Sıdk ve ciddiyet rabıtaları kesilmemelidir

Bediüzzaman Said Nursî Hazretleri ekser mektupların başında talebelerine ve kardeşlerine hitap ederken sıdk ve ciddiyeti vurgulamakta, sıdk, sadâkat ve ciddiyete teşvik etmektedir.

Bu hususla alâkalı olan bazı hakikatlere beraberce bakalım istiyoruz. “Ahlâk-ı âliyenin, hakikatin zeminiyle olan rabıta-i ittisali ciddiyettir. Ve deveran-ı dem gibi hayatlarını idame eden ve imtizaçlarından tevellüd eden haysiyete kuvvet veren, heyet-i mecmuasına intizam veren yalnız sıdktır. Evet, şu rabıta olan sıdk ve ciddiyet kesildiği anda o ahlâk-ı âliye kurur ve hebâen gidiyor.” (Muhâkemat) Hakikatinde ifade edildiği üzere kişinin sahip olduğu yüksek ahlâklar, istidatlar, manevî değerler ciddiyet rabıtasıyla hakikate bağlanır ve sıdk rabıtası sayesinde ise devamlılık kazanır, kuvvetlenir, intizam ve istikamete ulaşır. Sıdk ve ciddiyet rabıtaları olmazsa yukarıda ifade ettiğimiz kazançlar kaybolarak boşu boşuna giderler.

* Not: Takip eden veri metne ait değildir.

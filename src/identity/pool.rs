//! User-agent pool with periodic refresh and block-triggered rotation.
//!
//! The pool holds up to [`POOL_CAP`] plausible browser user-agent strings
//! and is replaced wholesale on refresh: a fresh batch from the
//! [`UserAgentSource`] is merged with the static fallback list,
//! deduplicated, shuffled, and truncated. Draws are uniformly random, and a
//! draw first refreshes the pool when it is older than [`REFRESH_INTERVAL`].

use std::collections::HashSet;
use std::time::{Duration, Instant};

use rand::Rng;
use rand::seq::SliceRandom;
use thiserror::Error;
use tracing::{info, warn};

/// Maximum number of user agents kept in the pool.
pub const POOL_CAP: usize = 100;

/// Number of user agents requested from the source per refresh.
const GENERATOR_BATCH: usize = 100;

/// Pool age after which the next draw triggers a refresh.
pub const REFRESH_INTERVAL: Duration = Duration::from_secs(3600);

/// Static fallback user agents, merged into every refresh and used alone
/// when the dynamic source fails.
pub const FALLBACK_USER_AGENTS: &[&str] = &[
    // Chrome on Windows
    "Mozilla/5.0 (Windows NT 10.0; Win64; x64) AppleWebKit/537.36 (KHTML, like Gecko) Chrome/124.0.0.0 Safari/537.36",
    // Chrome on macOS
    "Mozilla/5.0 (Macintosh; Intel Mac OS X 10_15_7) AppleWebKit/537.36 (KHTML, like Gecko) Chrome/123.0.0.0 Safari/537.36",
    // Firefox on Windows
    "Mozilla/5.0 (Windows NT 10.0; Win64; x64; rv:125.0) Gecko/20100101 Firefox/125.0",
    // Firefox on Linux
    "Mozilla/5.0 (X11; Linux x86_64; rv:124.0) Gecko/20100101 Firefox/124.0",
    // Safari on macOS
    "Mozilla/5.0 (Macintosh; Intel Mac OS X 10_15_7) AppleWebKit/605.1.15 (KHTML, like Gecko) Version/17.4 Safari/605.1.15",
    // Edge on Windows
    "Mozilla/5.0 (Windows NT 10.0; Win64; x64) AppleWebKit/537.36 (KHTML, like Gecko) Chrome/124.0.0.0 Safari/537.36 Edg/124.0.2478.51",
];

/// Error from a [`UserAgentSource`] batch request.
#[derive(Debug, Error)]
#[error("user agent source unavailable: {reason}")]
pub struct SourceError {
    reason: String,
}

impl SourceError {
    /// Creates a source error with a human-readable reason.
    #[must_use]
    pub fn new(reason: impl Into<String>) -> Self {
        Self {
            reason: reason.into(),
        }
    }
}

/// Errors from pool construction.
#[derive(Debug, Error)]
pub enum PoolError {
    /// Neither the dynamic source nor the fallback list produced any agents.
    #[error("no user agents available from the source or the fallback list")]
    Exhausted,
}

/// Source of fresh user-agent strings.
///
/// The built-in [`BrowserUaGenerator`] synthesizes strings locally; tests
/// inject failing or fixed-output sources through this seam.
pub trait UserAgentSource {
    /// Produces up to `count` fresh user-agent strings.
    ///
    /// # Errors
    ///
    /// Returns [`SourceError`] when the source cannot produce a batch.
    fn batch(&mut self, count: usize) -> Result<Vec<String>, SourceError>;
}

// ==================== Built-in Generator ====================

const CHROME_PLATFORMS: &[&str] = &[
    "Windows NT 10.0; Win64; x64",
    "Macintosh; Intel Mac OS X 10_15_7",
    "X11; Linux x86_64",
];

const FIREFOX_PLATFORMS: &[&str] = &[
    "Windows NT 10.0; Win64; x64",
    "Macintosh; Intel Mac OS X 10.15",
    "X11; Linux x86_64",
];

const SAFARI_VERSIONS: &[&str] = &["16.6", "17.2", "17.3", "17.4"];

/// Synthesizes plausible user-agent strings for recent Chrome, Firefox,
/// Safari, and Edge releases on common platforms.
#[derive(Debug, Default, Clone, Copy)]
pub struct BrowserUaGenerator;

impl UserAgentSource for BrowserUaGenerator {
    fn batch(&mut self, count: usize) -> Result<Vec<String>, SourceError> {
        let mut rng = rand::thread_rng();
        Ok((0..count).map(|_| random_user_agent(&mut rng)).collect())
    }
}

fn random_user_agent(rng: &mut impl Rng) -> String {
    match rng.gen_range(0..4u8) {
        0 => {
            let platform = CHROME_PLATFORMS[rng.gen_range(0..CHROME_PLATFORMS.len())];
            let major = rng.gen_range(118..=125);
            format!(
                "Mozilla/5.0 ({platform}) AppleWebKit/537.36 (KHTML, like Gecko) Chrome/{major}.0.0.0 Safari/537.36"
            )
        }
        1 => {
            let platform = FIREFOX_PLATFORMS[rng.gen_range(0..FIREFOX_PLATFORMS.len())];
            let major = rng.gen_range(115..=126);
            format!("Mozilla/5.0 ({platform}; rv:{major}.0) Gecko/20100101 Firefox/{major}.0")
        }
        2 => {
            let version = SAFARI_VERSIONS[rng.gen_range(0..SAFARI_VERSIONS.len())];
            format!(
                "Mozilla/5.0 (Macintosh; Intel Mac OS X 10_15_7) AppleWebKit/605.1.15 (KHTML, like Gecko) Version/{version} Safari/605.1.15"
            )
        }
        _ => {
            let major = rng.gen_range(118..=125);
            let build = rng.gen_range(2000..=2600);
            format!(
                "Mozilla/5.0 (Windows NT 10.0; Win64; x64) AppleWebKit/537.36 (KHTML, like Gecko) Chrome/{major}.0.0.0 Safari/537.36 Edg/{major}.0.{build}.64"
            )
        }
    }
}

// ==================== Pool ====================

/// Rotating pool of user-agent strings.
///
/// Owned by the page fetcher for the lifetime of a run. Draws take
/// `&mut self` because a draw against a stale pool refreshes it first.
pub struct UserAgentPool {
    agents: Vec<String>,
    fallback: Vec<String>,
    source: Box<dyn UserAgentSource + Send>,
    last_refresh: Option<Instant>,
    refresh_interval: Duration,
}

impl std::fmt::Debug for UserAgentPool {
    fn fmt(&self, f: &mut std::fmt::Formatter<'_>) -> std::fmt::Result {
        f.debug_struct("UserAgentPool")
            .field("agents", &self.agents.len())
            .field("last_refresh", &self.last_refresh)
            .finish_non_exhaustive()
    }
}

impl UserAgentPool {
    /// Creates a pool backed by `source` and the built-in fallback list,
    /// performing the initial refresh.
    ///
    /// # Errors
    ///
    /// Returns [`PoolError::Exhausted`] when the source fails and the
    /// fallback list is empty. With the built-in fallback this cannot
    /// happen.
    pub fn new(source: impl UserAgentSource + Send + 'static) -> Result<Self, PoolError> {
        let fallback = FALLBACK_USER_AGENTS
            .iter()
            .map(|agent| (*agent).to_string())
            .collect();
        Self::with_fallback(source, fallback)
    }

    /// Creates a pool with an explicit fallback list.
    ///
    /// # Errors
    ///
    /// Returns [`PoolError::Exhausted`] when neither the source nor the
    /// fallback list yields any agents.
    pub fn with_fallback(
        source: impl UserAgentSource + Send + 'static,
        fallback: Vec<String>,
    ) -> Result<Self, PoolError> {
        let mut pool = Self {
            agents: Vec::new(),
            fallback,
            source: Box::new(source),
            last_refresh: None,
            refresh_interval: REFRESH_INTERVAL,
        };
        pool.refresh();
        if pool.agents.is_empty() {
            return Err(PoolError::Exhausted);
        }
        Ok(pool)
    }

    /// Replaces the pool with a fresh batch: source output merged with the
    /// fallback list, deduplicated, shuffled, truncated to [`POOL_CAP`].
    ///
    /// A source failure keeps the current pool and its age, so the next
    /// stale draw tries again; the fallback list seeds the pool only when
    /// it is empty.
    pub fn refresh(&mut self) {
        match self.source.batch(GENERATOR_BATCH) {
            Ok(fresh) => {
                let mut combined: Vec<String> = fresh
                    .into_iter()
                    .chain(self.fallback.iter().cloned())
                    .collect::<HashSet<_>>()
                    .into_iter()
                    .collect();
                if combined.is_empty() {
                    warn!("user agent source produced no agents");
                    return;
                }
                combined.shuffle(&mut rand::thread_rng());
                combined.truncate(POOL_CAP);
                self.agents = combined;
                self.last_refresh = Some(Instant::now());
                info!(agents = self.agents.len(), "user agent pool refreshed");
            }
            Err(error) => {
                warn!(%error, "user agent refresh failed");
                if self.agents.is_empty() {
                    self.agents = self.fallback.clone();
                }
            }
        }
    }

    /// Returns a uniformly random agent, refreshing first when the pool is
    /// older than its refresh interval.
    ///
    /// The pool is never empty after construction, so a draw always
    /// succeeds.
    pub fn next_agent(&mut self) -> &str {
        if self.is_stale() {
            self.refresh();
        }
        let index = rand::thread_rng().gen_range(0..self.agents.len());
        &self.agents[index]
    }

    fn is_stale(&self) -> bool {
        self.last_refresh
            .is_none_or(|at| at.elapsed() > self.refresh_interval)
    }

    /// Current number of agents in the pool.
    #[must_use]
    pub fn len(&self) -> usize {
        self.agents.len()
    }

    /// True when the pool holds no agents.
    #[must_use]
    pub fn is_empty(&self) -> bool {
        self.agents.is_empty()
    }

    /// Read-only view of the current agents, for diagnostics and tests.
    #[must_use]
    pub fn agents(&self) -> &[String] {
        &self.agents
    }

    #[cfg(test)]
    pub(crate) fn set_refresh_interval(&mut self, interval: Duration) {
        self.refresh_interval = interval;
    }
}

“Delil-i sıdk, hârika olmak lâzım değildir.” (Eski Said Dönemi Eserleri) diyen Bediüzzaman, bir şeyin sıdka delil olması ve sıdkı göstermesi için harika işler yapmaya gerek olmadığını ifade etmektedir. Çünkü sıdk ve ciddiyetin her bir fiilimizde, her bir halimizde ve kâlimizde görünmesi yeterli olacak başkaca hârikalıklar aramaya gerek olmayacaktır. “Resul-i Ekrem’in (asm) her bir fiil ve her bir halinde sıdk lemean eder. Fakat her fiili ve her hâli harika olmak lâzım değildir.” (Muhâkemat) Sırrınca en büyük harikalık sıdk ve sadâkati gösterebilmektir. Parlak makamları nazara alan zatlar ise hakikat kahramanları olan Nur Talebelerinin bu hâlini anlayamamakta, maddî veya manevî olarak kendilerince parlak makamlarda gördükleri zatların peşinden giderek Nurlar’dan tam istifade edememekte veya tamamen mahrum kalmaktadırlar.

Sıdk ve ciddiyet rabıtalarına sımsıkı sarılarak hakikat zemininden uzaklaşmamak duâsıyla…

Benzer konuda makaleler:

İlk yorum yapan olun

Makale hakkında düşüncelerinizi paylaşın...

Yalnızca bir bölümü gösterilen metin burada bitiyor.